> What is needed
Would you please return every line from the listing that contains the word "None"?

> Available data
// ==========================================
// 数据传输系统 - 导出文件写入
// ==========================================
// 职责: 将导出行写入 XLSX（加粗表头）或 CSV（带 BOM）
// 说明: 调用方写入 `.part` 临时路径，finish 成功后再重命名
// ==========================================

use crate::domain::field::CellValue;
use crate::error::{TransferError, TransferResult};
use crate::importer::error_collector::UTF8_BOM;
use rust_xlsxwriter::{Format, Workbook};
use serde::{Deserialize, Serialize};
use std::fmt;
use std::fs::File;
use std::io::Write;
use std::path::{Path, PathBuf};
use std::str::FromStr;

/// 大于该值的整数在 XLSX 中按文本写入（f64 精度上限 2^53）
const MAX_EXACT_INTEGER: u64 = 1 << 53;

// ==========================================
// SheetFormat - 导出文件格式
// ==========================================
#[derive(Debug, Clone, Copy, PartialEq, Eq, Serialize, Deserialize)]
#[serde(rename_all = "snake_case")]
pub enum SheetFormat {
    Xlsx,
    Csv,
}

impl SheetFormat {
    pub fn extension(&self) -> &'static str {
        match self {
            SheetFormat::Xlsx => "xlsx",
            SheetFormat::Csv => "csv",
        }
    }
}

impl fmt::Display for SheetFormat {
    fn fmt(&self, f: &mut fmt::Formatter<'_>) -> fmt::Result {
        f.write_str(self.extension())
    }
}

impl FromStr for SheetFormat {
    type Err = String;

    fn from_str(s: &str) -> Result<Self, Self::Err> {
        match s.trim().to_lowercase().as_str() {
            "xlsx" => Ok(SheetFormat::Xlsx),
            "csv" => Ok(SheetFormat::Csv),
            other => Err(format!("未知导出格式: {}", other)),
        }
    }
}

// ==========================================
// SheetWriter Trait
// ==========================================
pub trait SheetWriter: Send {
    /// 追加一行（按表头顺序）
    fn write_row(&mut self, values: &[CellValue]) -> TransferResult<()>;

    /// 写入完成，落盘
    fn finish(self: Box<Self>) -> TransferResult<()>;
}

/// 创建写入器并写入表头
pub fn create_sheet_writer(
    format: SheetFormat,
    path: &Path,
    headers: &[String],
) -> TransferResult<Box<dyn SheetWriter>> {
    match format {
        SheetFormat::Csv => Ok(Box::new(CsvSheetWriter::create(path, headers)?)),
        SheetFormat::Xlsx => Ok(Box::new(XlsxSheetWriter::create(path, headers)?)),
    }
}

// ==========================================
// CSV
// ==========================================
pub struct CsvSheetWriter {
    writer: csv::Writer<File>,
}

impl CsvSheetWriter {
    pub fn create(path: &Path, headers: &[String]) -> TransferResult<Self> {
        let mut file = File::create(path).map_err(|e| TransferError::FileWriteError(e.to_string()))?;
        file.write_all(UTF8_BOM)
            .map_err(|e| TransferError::FileWriteError(e.to_string()))?;

        let mut writer = csv::Writer::from_writer(file);
        writer.write_record(headers)?;
        Ok(Self { writer })
    }
}

impl SheetWriter for CsvSheetWriter {
    fn write_row(&mut self, values: &[CellValue]) -> TransferResult<()> {
        self.writer
            .write_record(values.iter().map(CellValue::to_display))?;
        Ok(())
    }

    fn finish(mut self: Box<Self>) -> TransferResult<()> {
        self.writer
            .flush()
            .map_err(|e| TransferError::FileWriteError(e.to_string()))
    }
}

// ==========================================
// XLSX
// ==========================================
// 常量内存模式: 每行写出后即落入临时文件，内存占用与总行数无关，
// 行必须按顺序写入
pub struct XlsxSheetWriter {
    path: PathBuf,
    workbook: Workbook,
    next_row: u32,
}

impl XlsxSheetWriter {
    pub fn create(path: &Path, headers: &[String]) -> TransferResult<Self> {
        let mut workbook = Workbook::new();
        let bold = Format::new().set_bold();

        let worksheet = workbook.add_worksheet_with_constant_memory();
        for (col, header) in headers.iter().enumerate() {
            worksheet.write_string_with_format(0, column(col)?, header.as_str(), &bold)?;
        }

        Ok(Self {
            path: path.to_path_buf(),
            workbook,
            next_row: 1,
        })
    }
}

fn column(index: usize) -> TransferResult<u16> {
    u16::try_from(index)
        .map_err(|_| TransferError::FileWriteError(format!("列数超出上限: {}", index + 1)))
}

impl SheetWriter for XlsxSheetWriter {
    fn write_row(&mut self, values: &[CellValue]) -> TransferResult<()> {
        let row = self.next_row;
        let worksheet = self.workbook.worksheet_from_index(0)?;

        for (index, value) in values.iter().enumerate() {
            let col = column(index)?;
            match value {
                CellValue::Empty => {}
                CellValue::Int(v) if v.unsigned_abs() <= MAX_EXACT_INTEGER => {
                    worksheet.write_number(row, col, *v as f64)?;
                }
                CellValue::Float(v) if v.is_finite() => {
                    worksheet.write_number(row, col, *v)?;
                }
                CellValue::Bool(v) => {
                    worksheet.write_boolean(row, col, *v)?;
                }
                other => {
                    worksheet.write_string(row, col, other.to_display().as_str())?;
                }
            }
        }

        self.next_row += 1;
        Ok(())
    }

    fn finish(mut self: Box<Self>) -> TransferResult<()> {
        let path = self.path.clone();
        self.workbook.save(&path)?;
        Ok(())
    }
}
impl ImportPipeline {
    pub fn new(
        records: Arc<dyn TaskRecordStore>,
        progress: Arc<dyn ProgressStore>,
        events: Arc<dyn TransferEventPublisher>,
        settings: TransferSettings,
    ) -> Self {
        Self {
            records,
            progress,
            events,
            settings,
        }
    }

    /// 执行导入任务
    ///
    /// # 返回
    /// - Ok: 任务已置为 done（可能带错误报告）
    /// - Err: 任务级致命错误，任务已置为 failed
    #[instrument(skip(self, job, importer), fields(task_id = %job.task_id))]
    pub fn run(&self, job: ImportJob, importer: &dyn RowImporter) -> TransferResult<ImportOutcome> {
        let staged = StagedFile::new(&job.source_path);
        info!(title = %job.title, source = %staged.path().display(), "开始导入");

        match self.execute(&job, importer) {
            Ok(outcome) => {
                info!(
                    total_rows = outcome.total_rows,
                    error_rows = outcome.error_rows,
                    duration = %outcome.duration,
                    "导入完成"
                );
                publish_or_warn(
                    self.events.as_ref(),
                    TransferEvent {
                        task_id: job.task_id.clone(),
                        kind: TaskKind::Import,
                        title: job.title.clone(),
                        status: TaskStatus::Done,
                        creator_id: job.creator_id,
                        total_rows: Some(outcome.total_rows),
                        error_rows: outcome.error_rows,
                        error_report_path: outcome
                            .error_report
                            .as_ref()
                            .map(|p| p.display().to_string()),
                        file_path: None,
                        message: None,
                    },
                );
                Ok(outcome)
            }
            Err(e) => {
                self.fail(&job, &e);
                Err(e)
            }
        }
    }

    fn execute(&self, job: &ImportJob, importer: &dyn RowImporter) -> TransferResult<ImportOutcome> {
        let started_at = Utc::now();
        let task_id = job.task_id.as_str();

        // ===== 表头行数（任务期间冻结） =====
        let heading_rows = match job.heading_rows {
            Some(rows) => rows.clamp(1, 2),
            None => detect_heading_rows(
                read_first_cell(&job.source_path)?.as_deref(),
                self.settings.system_name.as_deref(),
            ),
        };

        let mut source = open_row_source(&job.source_path, heading_rows)?;
        let headers = job
            .headers
            .clone()
            .filter(|h| !h.is_empty())
            .unwrap_or_else(|| source.headers().to_vec());

        let fields = importer.fields();
        let rules = RuleSet::parse(&fields)?;
        let labels = rule_labels(&fields);

        // total 在第一次 processed 更新前写入
        let total_rows = source.total_rows();
        self.progress
            .start(task_id, &job.title, Some(total_rows), started_at)?;
        self.records
            .mark_processing(task_id, started_at, Some(total_rows))?;
        debug!(heading_rows, total_rows, headers = headers.len(), "导入开始处理");

        let report_path = self
            .settings
            .report_dir()
            .join(format!("{}_errors.csv", sanitize_file_stem(&job.title)));
        let mut collector =
            ErrorCollector::new(self.settings.report_layout, report_path, headers.clone());

        let mut cursor = ChunkCursor::new(self.settings.chunk_size, heading_rows);
        let mut deduplicator = Deduplicator::new();
        let mut ticker = ProgressTicker::new(self.settings.progress_flush_rows);

        loop {
            let chunk = source.next_chunk(cursor.chunk_size())?;
            if chunk.is_empty() {
                break;
            }
            cursor.begin_chunk();

            for raw in chunk {
                let position = cursor.advance()?;
                if let Some(n) = ticker.tick() {
                    self.progress.increment_processed(task_id, n)?;
                }

                if raw.is_blank() {
                    continue;
                }

                let row = field_mapper::map(&fields, &headers, &raw);
                let reason = if deduplicator.check_and_remember(row_hash(&raw)?) {
                    Some(DUPLICATE_REASON.to_string())
                } else if let Some(message) = validate(&row, &rules, &labels).into_iter().next() {
                    Some(message)
                } else {
                    importer.store(&row, &job.extra).err()
                };

                if let Some(reason) = reason {
                    debug!(display_row = position.display_row, reason = %reason, "行级错误");
                    collector.push(ErrorEntry {
                        display_row: position.display_row,
                        reason,
                        original: field_mapper::echo_values(&fields, &headers, &raw, &row),
                    })?;
                    self.progress.record_error_rows(task_id, 1)?;
                }
            }

            if let Some(n) = ticker.drain() {
                self.progress.increment_processed(task_id, n)?;
            }
        }

        // ===== 完成 =====
        let error_report = collector.finish()?;
        let ended_at = Utc::now();
        let duration = elapsed(started_at, ended_at);
        let error_rows = collector.error_rows();

        self.records.mark_done(
            task_id,
            TaskCompletion {
                ended_at: Some(ended_at),
                duration: Some(duration.clone()),
                error_file_path: error_report.as_ref().map(|p| p.display().to_string()),
                file_path: None,
                error: (error_rows > 0).then(|| format!("{} 行数据异常", error_rows)),
                total_count: None,
            },
        )?;
        self.progress
            .finish(task_id, ended_at, self.settings.progress_ttl())?;

        Ok(ImportOutcome {
            task_id: job.task_id.clone(),
            total_rows,
            error_rows,
            heading_rows,
            error_report,
            duration,
        })
    }

    fn fail(&self, job: &ImportJob, err: &TransferError) {
        error!(task_id = %job.task_id, error = %err, "导入任务失败");
        let message = err.to_string();

        if let Err(e) = self.records.mark_failed(&job.task_id, Utc::now(), &message) {
            warn!(task_id = %job.task_id, error = %e, "任务记录置为失败时出错");
        }
        if let Err(e) =
            self.progress
                .mark_failed(&job.task_id, &job.title, self.settings.progress_ttl())
        {
            warn!(task_id = %job.task_id, error = %e, "进度置为失败时出错");
        }

        publish_or_warn(
            self.events.as_ref(),
            TransferEvent {
                task_id: job.task_id.clone(),
                kind: TaskKind::Import,
                title: job.title.clone(),
                status: TaskStatus::Failed,
                creator_id: job.creator_id,
                total_rows: None,
                error_rows: 0,
                error_report_path: None,
                file_path: None,
                message: Some(message),
            },
        );
    }
}

/// 校验导入器字段定义（任务创建前调用，规则无效属于请求级错误）
pub fn check_fields(fields: &[FieldSpec]) -> TransferResult<()> {
    RuleSet::parse(fields).map(|_| ())
}

pub(crate) fn elapsed(started_at: DateTime<Utc>, ended_at: DateTime<Utc>) -> String {
    format_duration((ended_at - started_at).num_seconds())
}

// ==========================================
// ProgressTicker - 进度写入节流
// ==========================================
#[derive(Debug)]
pub(crate) struct ProgressTicker {
    every: u64,
    pending: u64,
}

impl ProgressTicker {
    pub(crate) fn new(every: u64) -> Self {
        Self {
            every: every.max(1),
            pending: 0,
        }
    }

    /// 计入一行，达到阈值时返回待写入数量
    pub(crate) fn tick(&mut self) -> Option<u64> {
        self.pending += 1;
        if self.pending >= self.every {
            self.drain()
        } else {
            None
        }
    }

    pub(crate) fn drain(&mut self) -> Option<u64> {
        match std::mem::take(&mut self.pending) {
            0 => None,
            n => Some(n),
        }
    }
}
//! Participant registry for the duel server
//!
//! This module owns the participant table and everything that must change
//! together with it:
//! - Admission with capacity and card uniqueness checks
//! - Participant id assignment (monotonic, never reused within a run)
//! - Slot assignment and release through the [`SlotAllocator`]
//! - The card id -> participant index used by card-addressed commands
//!
//! The registry itself is not synchronised. [`crate::context::ServerContext`]
//! holds it behind the server's single lock, so every admit or remove updates
//! both indexes before any other operation can observe them.

use crate::error::AdmissionError;
use crate::link::Link;
use crate::liveness::LivenessPolicy;
use crate::slots::SlotAllocator;
use log::info;
use shared::{ParticipantId, ParticipantView, Slot, MAX_PARTICIPANTS, STARTING_HEALTH};
use std::collections::{BTreeMap, HashMap};
use std::time::{Duration, Instant};

/// One connected duel client
#[derive(Debug)]
pub struct Participant {
    /// Server-issued identifier
    pub id: ParticipantId,
    /// Client-supplied card identifier, unique among connected participants
    pub card_id: String,
    /// Parking slot held for the lifetime of the connection
    pub slot: Slot,
    /// Remaining health, never above [`STARTING_HEALTH`]
    pub health: u32,
    /// Last time any valid message arrived from this participant
    pub last_contact: Instant,
    /// Outbound channel into the owning transport
    pub link: Link,
}

impl Participant {
    pub fn new(id: ParticipantId, card_id: String, slot: Slot, link: Link, now: Instant) -> Self {
        Self {
            id,
            card_id,
            slot,
            health: STARTING_HEALTH,
            last_contact: now,
            link,
        }
    }

    pub fn is_alive(&self) -> bool {
        self.health > 0
    }

    /// Subtracts `damage`, flooring at zero. Returns the new health.
    pub fn take_damage(&mut self, damage: u32) -> u32 {
        self.health = self.health.saturating_sub(damage);
        self.health
    }

    pub fn is_timed_out(&self, now: Instant, timeout: Duration) -> bool {
        now.saturating_duration_since(self.last_contact) > timeout
    }

    pub fn view(&self) -> ParticipantView {
        ParticipantView {
            id: self.id,
            card_id: self.card_id.clone(),
            slot: self.slot,
            health: self.health,
            alive: self.is_alive(),
        }
    }
}

/// Either form of participant addressing used by the transports
#[derive(Debug, Clone, PartialEq, Eq)]
pub enum ParticipantRef {
    ById(ParticipantId),
    ByCard(String),
}

pub struct Registry {
    /// Participants ordered by id, which is also admission order
    participants: BTreeMap<ParticipantId, Participant>,
    by_card: HashMap<String, ParticipantId>,
    slots: SlotAllocator,
    next_id: ParticipantId,
    max_participants: usize,
}

impl Registry {
    pub fn new() -> Self {
        Self::with_capacity(MAX_PARTICIPANTS, SlotAllocator::new())
    }

    pub fn with_capacity(max_participants: usize, slots: SlotAllocator) -> Self {
        Self {
            participants: BTreeMap::new(),
            by_card: HashMap::new(),
            slots,
            next_id: 1,
            max_participants,
        }
    }

    /// Admits `card_id`, or explains why not.
    ///
    /// Nothing is mutated unless every check passes; in particular a failed
    /// slot assignment does not consume a participant id.
    pub fn admit(
        &mut self,
        card_id: &str,
        link: Link,
        now: Instant,
    ) -> Result<&Participant, AdmissionError> {
        if self.participants.len() >= self.max_participants {
            return Err(AdmissionError::ServerFull);
        }
        if self.by_card.contains_key(card_id) {
            return Err(AdmissionError::DuplicateCard(card_id.to_string()));
        }

        let slot = self.slots.assign(card_id)?;
        let id = self.next_id;
        self.next_id += 1;

        info!(
            "Card {} connected as Player {} via {} ({}/{})",
            card_id,
            id,
            link.kind(),
            self.participants.len() + 1,
            self.max_participants
        );

        self.by_card.insert(card_id.to_string(), id);
        let participant = self
            .participants
            .entry(id)
            .or_insert(Participant::new(id, card_id.to_string(), slot, link, now));
        Ok(&*participant)
    }

    /// Removes a participant and frees its slot. Unknown ids are a no-op.
    pub fn remove(&mut self, id: ParticipantId) -> Option<Participant> {
        let participant = self.participants.remove(&id)?;
        self.by_card.remove(&participant.card_id);
        self.slots.release(&participant.card_id);
        info!(
            "Card {} (Player {}) disconnected ({}/{})",
            participant.card_id,
            participant.id,
            self.participants.len(),
            self.max_participants
        );
        Some(participant)
    }

    pub fn get(&self, id: ParticipantId) -> Option<&Participant> {
        self.participants.get(&id)
    }

    pub fn get_mut(&mut self, id: ParticipantId) -> Option<&mut Participant> {
        self.participants.get_mut(&id)
    }

    pub fn get_by_card(&self, card_id: &str) -> Option<&Participant> {
        self.by_card
            .get(card_id)
            .and_then(|id| self.participants.get(id))
    }

    /// Resolves either addressing form to a participant id.
    pub fn resolve(&self, reference: &ParticipantRef) -> Option<ParticipantId> {
        match reference {
            ParticipantRef::ById(id) => self.participants.get(id).map(|p| p.id),
            ParticipantRef::ByCard(card_id) => self.by_card.get(card_id).copied(),
        }
    }

    /// The first other participant in id order, alive or not.
    pub fn opponent_of(&self, id: ParticipantId) -> Option<ParticipantId> {
        self.participants.keys().copied().find(|other| *other != id)
    }

    /// Updates the contact timestamp; false if the id is unknown.
    pub fn record_contact(&mut self, id: ParticipantId, now: Instant) -> bool {
        match self.participants.get_mut(&id) {
            Some(participant) => {
                participant.last_contact = now;
                true
            }
            None => false,
        }
    }

    /// Ids whose silence exceeds the timeout of their transport.
    pub fn timed_out(&self, now: Instant, policy: &LivenessPolicy) -> Vec<ParticipantId> {
        self.participants
            .values()
            .filter(|p| p.is_timed_out(now, policy.timeout_for(p.link.kind())))
            .map(|p| p.id)
            .collect()
    }

    pub fn iter(&self) -> impl Iterator<Item = &Participant> {
        self.participants.values()
    }

    pub fn ids(&self) -> Vec<ParticipantId> {
        self.participants.keys().copied().collect()
    }

    pub fn free_slots(&self) -> usize {
        self.slots.available()
    }

    pub fn len(&self) -> usize {
        self.participants.len()
    }

    pub fn is_empty(&self) -> bool {
        self.participants.is_empty()
    }
}

impl Default for Registry {
    fn default() -> Self {
        Self::new()
    }
}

> Response area
                        file_path: None,
                        message: None,
            None => detect_heading_rows(
                file_path: None,
                total_count: None,
                total_rows: None,
                error_report_path: None,
                file_path: None,
            None
            0 => None,
            None => false,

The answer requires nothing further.